Stored items
□ □ □ □ □ □ □

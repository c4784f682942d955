//! In-memory entity store.
//!
//! `CardStore` owns every entity collection and implements the CRUD,
//! search and projection operations the facade exposes. Ids are assigned
//! per entity type, starting at 1, monotonically increasing and never
//! reused. Collections are `BTreeMap`s keyed by id: since ids are
//! monotonic, map iteration order equals insertion order, which is what
//! keeps ranking tiebreaks and category listings reproducible.

use chrono::{Duration, Utc};
use std::collections::BTreeMap;

use crate::errors::CoreError;
use crate::models::card::{Card, CardPatch, NewCard};
use crate::models::category::{CardCategory, NewCategory};
use crate::models::favorite::Favorite;
use crate::models::price::{NewPriceTick, PriceTick};
use crate::models::projection::{CardWithDetails, CardWithPrice};
use crate::models::user::{NewUser, User};
use crate::models::viewed::RecentlyViewed;

/// Days of history `card_details` aggregates over.
const DETAILS_HISTORY_DAYS: i64 = 30;

/// The in-memory repository for all entity collections.
///
/// Constructed once at process start and passed by reference to whatever
/// consumes it — there is no global instance. All operations are
/// synchronous; a multi-threaded embedding serializes access through a
/// single lock (see `refresher::spawn_price_refresher`).
pub struct CardStore {
    users: BTreeMap<u32, User>,
    categories: BTreeMap<u32, CardCategory>,
    cards: BTreeMap<u32, Card>,
    /// card id → ticks in arrival order (not timestamp order).
    prices: BTreeMap<u32, Vec<PriceTick>>,
    /// user id → favorites in add order.
    favorites: BTreeMap<u32, Vec<Favorite>>,
    /// user id → views in add order.
    recently_viewed: BTreeMap<u32, Vec<RecentlyViewed>>,
    next_user_id: u32,
    next_category_id: u32,
    next_card_id: u32,
    next_price_id: u32,
    next_favorite_id: u32,
    next_viewed_id: u32,
}
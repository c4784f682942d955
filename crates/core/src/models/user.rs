use serde::{Deserialize, Serialize};

/// An account in the catalog. Created on registration, or implicitly on
/// the first interaction from an external chat client (see
/// `CardTracker::ensure_chat_user`).
#[derive(Debug, Clone, PartialEq, Eq, Serialize, Deserialize)]
pub struct User {
    pub id: u32,

    /// Unique login name.
    pub username: String,

    /// Opaque credential — stored as-is, not security-relevant here.
    pub password: String,

    /// External chat identity (e.g., a messenger user id). Unique if present.
    #[serde(default)]
    pub chat_id: Option<String>,
}

/// Payload for creating a user; the store assigns the id.
#[derive(Debug, Clone, Serialize, Deserialize)]
pub struct NewUser {
    pub username: String,
    pub password: String,
    #[serde(default)]
    pub chat_id: Option<String>,
}
use async_trait::async_trait;
use reqwest::Client;
use serde::Deserialize;
use std::time::Duration;

use super::traits::{CardSource, SourceCard};
use crate::errors::CoreError;
use crate::models::card::CardAttributes;

const BASE_URL: &str = "https://db.ygoprodeck.com/api/v7";

/// Number of cards fetched per ingestion run.
const BATCH_SIZE: u32 = 20;

/// YGOPRODeck API source for Yu-Gi-Oh! cards.
///
/// - **Free**: no API key.
/// - **Prices**: vendor fields arrive as strings; the fallback chain is
///   Amazon → TCGplayer → eBay, first value that parses above zero.
/// - The API does not expose per-set release dates.
pub struct YgoProDeckSource {
    client: Client,
}

impl YgoProDeckSource {
    pub fn new() -> Self {
        let client = Client::builder()
            .timeout(Duration::from_secs(30))
            .build()
            .unwrap_or_else(|_| Client::new());
        Self { client }
    }
}

impl Default for YgoProDeckSource {
    fn default() -> Self {
        Self::new()
    }
}

// ── YGOPRODeck API response types ───────────────────────────────────

#[derive(Deserialize)]
struct CardInfoResponse {
    data: Vec<ApiCard>,
}

#[derive(Deserialize)]
struct ApiCard {
    name: String,
    #[serde(rename = "type")]
    card_type: Option<String>,
    desc: Option<String>,
    atk: Option<i32>,
    def: Option<i32>,
    level: Option<u8>,
    attribute: Option<String>,
    race: Option<String>,
    #[serde(default)]
    card_sets: Vec<ApiCardSet>,
    #[serde(default)]
    card_images: Vec<ApiCardImage>,
    #[serde(default)]
    card_prices: Vec<ApiCardPrices>,
}

#[derive(Deserialize)]
struct ApiCardSet {
    set_name: Option<String>,
    set_rarity: Option<String>,
    set_code: Option<String>,
}

#[derive(Deserialize)]
struct ApiCardImage {
    image_url: Option<String>,
}

#[derive(Deserialize)]
struct ApiCardPrices {
    amazon_price: Option<String>,
    tcgplayer_price: Option<String>,
    ebay_price: Option<String>,
}

impl ApiCardPrices {
    /// First vendor price that parses to a positive number.
    fn best(&self) -> Option<f64> {
        [&self.amazon_price, &self.tcgplayer_price, &self.ebay_price]
            .into_iter()
            .flatten()
            .filter_map(|raw| raw.parse::<f64>().ok())
            .find(|p| *p > 0.0)
    }
}

#[async_trait]
impl CardSource for YgoProDeckSource {
    fn name(&self) -> &str {
        "yugioh api"
    }

    fn category_code(&self) -> &str {
        "yugioh"
    }

    async fn fetch_cards(&self) -> Result<Vec<SourceCard>, CoreError> {
        let url = format!("{BASE_URL}/cardinfo.php?sort=name&num={BATCH_SIZE}&offset=0");

        let resp: CardInfoResponse = self
            .client
            .get(&url)
            .send()
            .await?
            .json()
            .await
            .map_err(|e| CoreError::Api {
                source_name: "YGOPRODeck".into(),
                message: format!("Failed to parse card list: {e}"),
            })?;

        let cards = resp
            .data
            .into_iter()
            .map(|card| {
                let price = card.card_prices.first().and_then(ApiCardPrices::best);
                let first_set = card.card_sets.into_iter().next();
                SourceCard {
                    name: card.name,
                    set_name: first_set.as_ref().and_then(|s| s.set_name.clone()),
                    rarity_name: first_set.as_ref().and_then(|s| s.set_rarity.clone()),
                    card_number: first_set.and_then(|s| s.set_code),
                    image_url: card.card_images.into_iter().next().and_then(|i| i.image_url),
                    card_type: card.card_type,
                    release_date: None,
                    description: card.desc,
                    illustrator: None,
                    attributes: Some(CardAttributes::Yugioh {
                        attack: card.atk,
                        defense: card.def,
                        level: card.level,
                        attribute: card.attribute,
                        race: card.race,
                    }),
                    price,
                }
            })
            .collect();

        Ok(cards)
    }
}
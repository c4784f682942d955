use crate::models::projection::MarketTrend;
use crate::store::CardStore;

/// Produces the three market-trend views: top gainers, top fallers and
/// most viewed.
///
/// Pure business logic — no I/O, no randomness. Easy to test.
pub struct TrendService;

impl TrendService {
    pub fn new() -> Self {
        Self
    }

    /// Cards ranked by percent change, best first. Ties keep insertion
    /// order (stable sort over the id-ordered card map).
    pub fn top_gainers(&self, store: &CardStore, limit: usize) -> Vec<MarketTrend> {
        let mut trends = self.all_trends(store);
        trends.sort_by(|a, b| b.percent_change.total_cmp(&a.percent_change));
        trends.truncate(limit);
        trends
    }

    /// Cards ranked by percent change, worst first. Same tiebreak as
    /// `top_gainers`.
    pub fn top_fallers(&self, store: &CardStore, limit: usize) -> Vec<MarketTrend> {
        let mut trends = self.all_trends(store);
        trends.sort_by(|a, b| a.percent_change.total_cmp(&b.percent_change));
        trends.truncate(limit);
        trends
    }

    /// Cards ranked by view count across all users' recently-viewed
    /// lists. A card with zero views is never returned, whatever the
    /// limit. Count ties break by ascending card id.
    ///
    /// The ranking is cut to `limit` ids first; ids that then fail to
    /// project (vanished card, no price, missing category) are dropped,
    /// so the result may be shorter than `limit`.
    pub fn most_viewed(&self, store: &CardStore, limit: usize) -> Vec<MarketTrend> {
        let mut ranked: Vec<(u32, u32)> = store.view_counts().into_iter().collect();
        ranked.sort_by(|a, b| b.1.cmp(&a.1).then(a.0.cmp(&b.0)));
        ranked.truncate(limit);

        ranked
            .into_iter()
            .filter_map(|(card_id, count)| {
                let mut trend = self.trend_for(store, card_id)?;
                trend.view_count = Some(count);
                Some(trend)
            })
            .collect()
    }

    /// Every card that projects to a trend row, in insertion order.
    /// Cards lacking a price tick or a category record are discarded.
    fn all_trends(&self, store: &CardStore) -> Vec<MarketTrend> {
        store
            .cards()
            .filter_map(|card| self.trend_for(store, card.id))
            .collect()
    }

    fn trend_for(&self, store: &CardStore, card_id: u32) -> Option<MarketTrend> {
        let card = store.card(card_id)?;
        let latest = store.latest_price(card_id)?;
        let category = store.category(card.category_id)?;
        Some(MarketTrend {
            card_id: card.id,
            name: card.name.clone(),
            category_id: card.category_id,
            category_name: category.name.clone(),
            current_price: latest.price,
            price_change: latest.market_change_or_zero(),
            percent_change: latest.percent_change_or_zero(),
            view_count: None,
        })
    }
}

impl Default for TrendService {
    fn default() -> Self {
        Self::new()
    }
}
// ═══════════════════════════════════════════════════════════════════
//  Card details
// ═══════════════════════════════════════════════════════════════════

mod details {
    use super::*;

    #[test]
    fn aggregates_high_low_average() {
        let mut store = CardStore::new();
        let card = store.create_card(new_card("Pikachu", 1));
        store.add_price(tick(card.id, 10.0, 2));
        store.add_price(tick(card.id, 12.0, 1));
        store.add_price(tick(card.id, 11.0, 0));

        let details = store.card_details(card.id).unwrap();
        assert_eq!(details.summary.current_price, 11.0);
        assert_eq!(details.highest_price.price, 12.0);
        assert_eq!(details.lowest_price.price, 10.0);
        assert!((details.average_price - 11.0).abs() < 1e-9);
        assert_eq!(details.price_history.len(), 3);
        assert_eq!(details.summary.category.code, "pokemon");
    }

    #[test]
    fn missing_card_is_none() {
        let store = CardStore::new();
        assert!(store.card_details(42).is_none());
    }

    #[test]
    fn card_without_ticks_is_none() {
        let mut store = CardStore::new();
        let card = store.create_card(new_card("Pikachu", 1));
        assert!(store.card_details(card.id).is_none());
    }

    #[test]
    fn card_with_missing_category_is_none() {
        let mut store = CardStore::new();
        let card = store.create_card(new_card("Orphan", 99));
        store.add_price(tick(card.id, 10.0, 0));
        assert!(store.card_details(card.id).is_none());
    }
}

// ═══════════════════════════════════════════════════════════════════
//  Favorites
// ═══════════════════════════════════════════════════════════════════

mod favorites {
    use super::*;

    #[test]
    fn add_and_list() {
        let mut store = CardStore::new();
        let user = store.create_user(new_user("ash")).unwrap();
        let card = store.create_card(new_card("Pikachu", 1));

        let fav = store.add_favorite(user.id, card.id);
        assert_eq!(fav.id, 1);
        assert!(store.is_favorite(user.id, card.id));

        let listed = store.favorites(user.id).unwrap();
        assert_eq!(listed.len(), 1);
        assert_eq!(listed[0].card.name, "Pikachu");
    }

    #[test]
    fn re_adding_is_idempotent() {
        let mut store = CardStore::new();
        let user = store.create_user(new_user("ash")).unwrap();
        let card = store.create_card(new_card("Pikachu", 1));

        let first = store.add_favorite(user.id, card.id);
        let second = store.add_favorite(user.id, card.id);
        assert_eq!(first.id, second.id);
        assert_eq!(store.favorites(user.id).unwrap().len(), 1);
    }

    #[test]
    fn remove_missing_signals_not_found_and_changes_nothing() {
        let mut store = CardStore::new();
        let user = store.create_user(new_user("ash")).unwrap();
        let card = store.create_card(new_card("Pikachu", 1));
        store.add_favorite(user.id, card.id);

        let err = store.remove_favorite(user.id, 999).unwrap_err();
        assert!(matches!(
            err,
            CoreError::FavoriteNotFound { user_id: _, card_id: 999 }
        ));
        assert_eq!(store.favorites(user.id).unwrap().len(), 1);

        // Same signal for a user with no favorites at all.
        assert!(store.remove_favorite(77, card.id).is_err());
    }

    #[test]
    fn remove_existing_deletes_the_entry() {
        let mut store = CardStore::new();
        let user = store.create_user(new_user("ash")).unwrap();
        let card = store.create_card(new_card("Pikachu", 1));
        store.add_favorite(user.id, card.id);

        store.remove_favorite(user.id, card.id).unwrap();
        assert!(!store.is_favorite(user.id, card.id));
        assert!(store.favorites(user.id).unwrap().is_empty());
    }

    #[test]
    fn dangling_card_reference_is_an_inconsistency() {
        let mut store = CardStore::new();
        let user = store.create_user(new_user("ash")).unwrap();
        // No such card — nothing validates the reference at add time.
        store.add_favorite(user.id, 999);

        let err = store.favorites(user.id).unwrap_err();
        assert!(matches!(err, CoreError::Inconsistent(_)));
    }

    #[test]
    fn empty_watchlist_is_ok() {
        let store = CardStore::new();
        assert!(store.favorites(42).unwrap().is_empty());
    }
}
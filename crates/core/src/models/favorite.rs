use chrono::{DateTime, Utc};
use serde::{Deserialize, Serialize};

/// A user's watchlist entry. At most one per (user_id, card_id) — the
/// store enforces this at the add boundary.
#[derive(Debug, Clone, PartialEq, Serialize, Deserialize)]
pub struct Favorite {
    pub id: u32,
    pub user_id: u32,
    pub card_id: u32,
    pub added_at: DateTime<Utc>,
}
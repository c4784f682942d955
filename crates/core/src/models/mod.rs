pub mod card;
pub mod category;
pub mod favorite;
pub mod price;
pub mod projection;
pub mod settings;
pub mod user;
pub mod viewed;
//! Chunked file transmission.
//!
//! A [`SendfileOperation`] is the resumable state of one file transfer
//! (offset, remaining length, chunk size, deadline). [`SendfileOperation::resume`]
//! pushes chunks into a [`SendfileSink`] until the file is done or the sink
//! would block; the caller waits for write readiness and resumes.

use std::fs::File;
use std::io;
use std::path::Path;
use std::sync::Arc;

use tokio::io::{AsyncWrite, AsyncWriteExt};
use tokio::time::Instant;

use crate::config::{SendfileConfig, clamp_chunk_size};

/// A region of an open file used as a response body.
#[derive(Debug, Clone)]
pub struct FileBody {
    file: Arc<File>,
    offset: u64,
    len: u64,
    chunk_size: Option<u64>,
}

impl FileBody {
    /// Opens `path` and covers the whole file.
    pub fn open(path: impl AsRef<Path>) -> io::Result<Self> {
        let file = File::open(path)?;
        Self::from_file(file)
    }

    pub fn from_file(file: File) -> io::Result<Self> {
        let len = file.metadata()?.len();
        Ok(Self {
            file: Arc::new(file),
            offset: 0,
            len,
            chunk_size: None,
        })
    }

    /// Restricts the body to `len` bytes starting at `offset`, clipped to
    /// the current extent.
    pub fn range(mut self, offset: u64, len: u64) -> Self {
        let end = self.offset.saturating_add(self.len);
        self.offset = self.offset.saturating_add(offset).min(end);
        self.len = len.min(end - self.offset);
        self
    }

    /// Overrides the configured chunk size for this body.
    pub fn chunk_size(mut self, chunk_size: u64) -> Self {
        self.chunk_size = Some(chunk_size);
        self
    }

    pub fn offset(&self) -> u64 {
        self.offset
    }

    pub fn len(&self) -> u64 {
        self.len
    }

    pub fn is_empty(&self) -> bool {
        self.len == 0
    }
}

/// Destination of file chunks.
pub trait SendfileSink {
    /// Transmits up to `len` bytes of `file` starting at `offset`.
    /// `ErrorKind::WouldBlock` means "not writable right now".
    fn send_chunk(&mut self, file: &File, offset: u64, len: usize) -> io::Result<usize>;
}

#[derive(Debug, Clone, Copy, PartialEq, Eq)]
pub enum Resume {
    /// Every byte has been transmitted; total count.
    Done(u64),
    /// The sink would block; resume after write readiness.
    WouldBlock,
}

#[derive(Debug)]
pub struct SendfileOperation {
    file: Arc<File>,
    offset: u64,
    remaining: u64,
    chunk: u64,
    transferred: u64,
    deadline: Instant,
}

impl SendfileOperation {
    pub fn new(body: &FileBody, config: &SendfileConfig) -> Self {
        let chunk = match body.chunk_size {
            Some(chunk) => clamp_chunk_size(chunk),
            None => config.effective_chunk_size(),
        };
        Self::with_deadline(body, chunk, Instant::now() + config.timelimit)
    }

    pub fn with_deadline(body: &FileBody, chunk: u64, deadline: Instant) -> Self {
        Self {
            file: Arc::clone(&body.file),
            offset: body.offset,
            remaining: body.len,
            chunk: clamp_chunk_size(chunk),
            transferred: 0,
            deadline,
        }
    }

    pub fn file(&self) -> &File {
        &self.file
    }

    pub fn offset(&self) -> u64 {
        self.offset
    }

    pub fn remaining(&self) -> u64 {
        self.remaining
    }

    pub fn transferred(&self) -> u64 {
        self.transferred
    }

    pub fn deadline(&self) -> Instant {
        self.deadline
    }

    pub fn is_done(&self) -> bool {
        self.remaining == 0
    }

    /// Length of the next chunk: never crosses a multiple of the chunk size.
    pub fn next_chunk_len(&self) -> usize {
        let into_chunk = self.transferred % self.chunk;
        let len = (self.chunk - into_chunk).min(self.remaining);
        usize::try_from(len).unwrap_or(usize::MAX)
    }

    /// Records `n` bytes as transmitted.
    pub fn advance(&mut self, n: u64) {
        let n = n.min(self.remaining);
        self.offset += n;
        self.remaining -= n;
        self.transferred += n;
    }

    pub fn check_deadline(&self) -> io::Result<()> {
        if Instant::now() >= self.deadline {
            return Err(io::Error::new(io::ErrorKind::TimedOut, "sendfile time limit exceeded"));
        }
        Ok(())
    }

    /// Sends chunks until the file is done or the sink would block.
    pub fn resume<S: SendfileSink>(&mut self, sink: &mut S) -> io::Result<Resume> {
        while !self.is_done() {
            self.check_deadline()?;

            let len = self.next_chunk_len();
            match sink.send_chunk(&self.file, self.offset, len) {
                Ok(0) => {
                    return Err(io::Error::new(
                        io::ErrorKind::UnexpectedEof,
                        "file ended before the announced length",
                    ));
                }
                Ok(n) => self.advance(n as u64),
                Err(e) if e.kind() == io::ErrorKind::WouldBlock => return Ok(Resume::WouldBlock),
                Err(e) if e.kind() == io::ErrorKind::Interrupted => continue,
                Err(e) => return Err(e),
            }
        }
        Ok(Resume::Done(self.transferred))
    }
}

/// Copies the file through user space: read a chunk, write it out.
/// Used by transports without a zero-copy path.
pub async fn copy_file_chunks<W>(writer: &mut W, op: &mut SendfileOperation) -> io::Result<u64>
where
    W: AsyncWrite + Unpin + ?Sized,
{
    let mut buf = Vec::new();
    while !op.is_done() {
        op.check_deadline()?;

        let len = op.next_chunk_len();
        buf.resize(len, 0);
        let n = read_at(op.file(), &mut buf, op.offset())?;
        if n == 0 {
            return Err(io::Error::new(
                io::ErrorKind::UnexpectedEof,
                "file ended before the announced length",
            ));
        }

        tokio::time::timeout_at(op.deadline(), writer.write_all(&buf[..n]))
            .await
            .map_err(|_| io::Error::new(io::ErrorKind::TimedOut, "sendfile time limit exceeded"))??;
        op.advance(n as u64);
    }
    writer.flush().await?;
    Ok(op.transferred())
}

#[cfg(unix)]
fn read_at(file: &File, buf: &mut [u8], offset: u64) -> io::Result<usize> {
    use std::os::unix::fs::FileExt;
    loop {
        match file.read_at(buf, offset) {
            Err(e) if e.kind() == io::ErrorKind::Interrupted => continue,
            other => return other,
        }
    }
}

#[cfg(not(unix))]
fn read_at(file: &File, buf: &mut [u8], offset: u64) -> io::Result<usize> {
    use std::io::{Read, Seek, SeekFrom};
    let mut file = file;
    file.seek(SeekFrom::Start(offset))?;
    file.read(buf)
}
use strand::http::response::{Body, Response, ResponseBuilder, StatusCode};

#[test]
fn test_status_code_as_u16() {
    assert_eq!(StatusCode::SwitchingProtocols.as_u16(), 101);
    assert_eq!(StatusCode::Ok.as_u16(), 200);
    assert_eq!(StatusCode::NoContent.as_u16(), 204);
    assert_eq!(StatusCode::BadRequest.as_u16(), 400);
    assert_eq!(StatusCode::NotFound.as_u16(), 404);
    assert_eq!(StatusCode::InternalServerError.as_u16(), 500);
    assert_eq!(StatusCode::NotImplemented.as_u16(), 501);
    assert_eq!(StatusCode::GatewayTimeout.as_u16(), 504);
}

#[test]
fn test_status_code_reason_phrase() {
    assert_eq!(StatusCode::Ok.reason_phrase(), "OK");
    assert_eq!(StatusCode::SwitchingProtocols.reason_phrase(), "Switching Protocols");
    assert_eq!(StatusCode::NotImplemented.reason_phrase(), "Not Implemented");
    assert_eq!(StatusCode::GatewayTimeout.reason_phrase(), "Gateway Time-out");
}

#[test]
fn test_bodiless_statuses() {
    assert!(StatusCode::SwitchingProtocols.is_bodiless());
    assert!(StatusCode::NoContent.is_bodiless());
    assert!(StatusCode::NotModified.is_bodiless());
    assert!(!StatusCode::Ok.is_bodiless());
}

#[test]
fn test_response_builder_basic() {
    let response = ResponseBuilder::new(StatusCode::Ok).body("Hello, World!").build();

    assert_eq!(response.status, StatusCode::Ok);
    assert!(matches!(&response.body, Body::Bytes(b) if &b[..] == b"Hello, World!"));
    assert_eq!(response.body.len(), 13);
    assert!(!response.close);
}

#[test]
fn test_response_builder_empty_body() {
    let response = ResponseBuilder::new(StatusCode::NoContent).body("").build();
    assert!(matches!(response.body, Body::Empty));
    assert!(response.body.is_empty());
}

#[test]
fn test_response_builder_header_replaces_case_insensitively() {
    let response = ResponseBuilder::new(StatusCode::Ok)
        .header("Content-Type", "text/plain")
        .header("X-Custom", "value")
        .header("content-type", "application/json")
        .build();

    assert_eq!(response.headers.len(), 2);
    assert_eq!(response.header("Content-Type"), Some("application/json"));
    assert_eq!(response.header("x-custom"), Some("value"));
}

#[test]
fn test_response_ok() {
    let response = Response::ok("done");
    assert_eq!(response.status, StatusCode::Ok);
    assert_eq!(response.body.len(), 4);
}

#[test]
fn test_not_found_keeps_connection() {
    let response = Response::not_found();
    assert_eq!(response.status, StatusCode::NotFound);
    assert!(!response.close);
}

#[test]
fn test_terminal_responses_close() {
    for (response, status) in [
        (Response::bad_request(), StatusCode::BadRequest),
        (Response::internal_error(), StatusCode::InternalServerError),
        (Response::not_implemented(), StatusCode::NotImplemented),
        (Response::gateway_timeout(), StatusCode::GatewayTimeout),
    ] {
        assert_eq!(response.status, status);
        assert!(response.close);
        assert_eq!(response.header("Content-Type"), Some("text/plain"));
    }

    let timeout = Response::gateway_timeout();
    assert!(matches!(&timeout.body, Body::Bytes(b) if &b[..] == b"504 Gateway Time-out"));
}

#[test]
fn test_response_file_missing() {
    assert!(Response::file("/definitely/not/here.bin").is_err());
}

□ □ □ □ □ □ □

After reading the entries above, state how many lines hold the word "value", with no text besides the number.

> [Result of this exercise]
3